//! Per-project room state: live participants and section content caches.
//!
//! Rooms are created lazily on first join and never explicitly destroyed;
//! an empty room is harmless and cheap. Colors and handles are sticky per
//! user id across rejoins.

use serde::{Deserialize, Serialize};
use std::collections::{HashMap, HashSet};

/// Fixed cursor-color palette, assigned collision-avoiding in order.
pub const COLOR_PALETTE: [&str; 8] = [
    "#e6194b", "#3cb44b", "#4363d8", "#f58231", "#911eb4", "#46f0f0", "#f032e6", "#008080",
];

/// A live session participant. Session-scoped, never persisted.
#[derive(Debug, Clone, Serialize, Deserialize)]
#[serde(rename_all = "camelCase")]
pub struct Participant {
    pub user_id: String,
    pub name: String,
    pub color: String,
    /// Unique handle used for @mention resolution.
    pub handle: String,
    /// The section this participant is currently editing.
    pub section_id: String,
    /// Join time, epoch milliseconds.
    pub joined_at: i64,
}

/// Cached working content for one section.
#[derive(Debug, Clone, Default)]
pub struct SectionCache {
    pub content: String,
    /// Last update, epoch milliseconds.
    pub updated_at: i64,
}

/// Live state for one project's collaboration room.
#[derive(Debug, Default)]
pub struct Room {
    /// Active participants, keyed by user id.
    pub participants: HashMap<String, Participant>,
    /// Connection id -> user id, for fan-out.
    pub members: HashMap<String, String>,
    /// Authoritative working content per section.
    pub sections: HashMap<String, SectionCache>,
    /// Sticky color assignments, kept across rejoins.
    colors: HashMap<String, String>,
    /// Sticky handle assignments, kept across rejoins.
    handles: HashMap<String, String>,
}

impl Room {
    /// Color for a user: the previous assignment if they rejoined, otherwise
    /// the first palette color not yet in use (wrapping once exhausted).
    pub fn assign_color(&mut self, user_id: &str) -> String {
        if let Some(color) = self.colors.get(user_id) {
            return color.clone();
        }
        let in_use: HashSet<&str> = self.colors.values().map(String::as_str).collect();
        let color = COLOR_PALETTE
            .iter()
            .find(|c| !in_use.contains(**c))
            .copied()
            .unwrap_or(COLOR_PALETTE[self.colors.len() % COLOR_PALETTE.len()]);
        self.colors.insert(user_id.to_string(), color.to_string());
        color.to_string()
    }

    /// Handle for a user: computed once, sticky thereafter.
    pub fn assign_handle(&mut self, user_id: &str, name: &str, email: Option<&str>) -> String {
        if let Some(handle) = self.handles.get(user_id) {
            return handle.clone();
        }
        let existing: HashSet<String> = self.handles.values().cloned().collect();
        let handle = crate::journal::build_handle(name, email, user_id, &existing);
        self.handles.insert(user_id.to_string(), handle.clone());
        handle
    }

    /// Handles of current participants, for mention validation.
    pub fn participant_handles(&self) -> HashSet<String> {
        self.participants
            .values()
            .map(|p| p.handle.clone())
            .collect()
    }

    /// Participant list snapshot for broadcast.
    pub fn participant_list(&self) -> Vec<Participant> {
        self.participants.values().cloned().collect()
    }
}

#[cfg(test)]
mod tests {
    use super::*;

    #[test]
    fn test_colors_are_sticky_and_collision_avoided() {
        let mut room = Room::default();
        let a = room.assign_color("u1");
        let b = room.assign_color("u2");
        assert_ne!(a, b);
        // Rejoin keeps the original color.
        assert_eq!(room.assign_color("u1"), a);
    }

    #[test]
    fn test_palette_wraps_when_exhausted() {
        let mut room = Room::default();
        for i in 0..COLOR_PALETTE.len() {
            room.assign_color(&format!("u{i}"));
        }
        // Ninth user still gets a palette color.
        let wrapped = room.assign_color("u-extra");
        assert!(COLOR_PALETTE.contains(&wrapped.as_str()));
    }

    #[test]
    fn test_handles_are_sticky_and_disambiguated() {
        let mut room = Room::default();
        let first = room.assign_handle("u1", "Alice", None);
        assert_eq!(first, "alice");
        // Same name, different user: numeric suffix.
        let second = room.assign_handle("u2", "Alice", None);
        assert_eq!(second, "alice2");
        // Rejoin keeps the computed handle.
        assert_eq!(room.assign_handle("u1", "Alice Renamed", None), "alice");
    }
}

^^^^

:: Problem to work on ::
Nothing but a number is expected: the count of lines in the data that include the word "state".

:: Exercise solution ::
2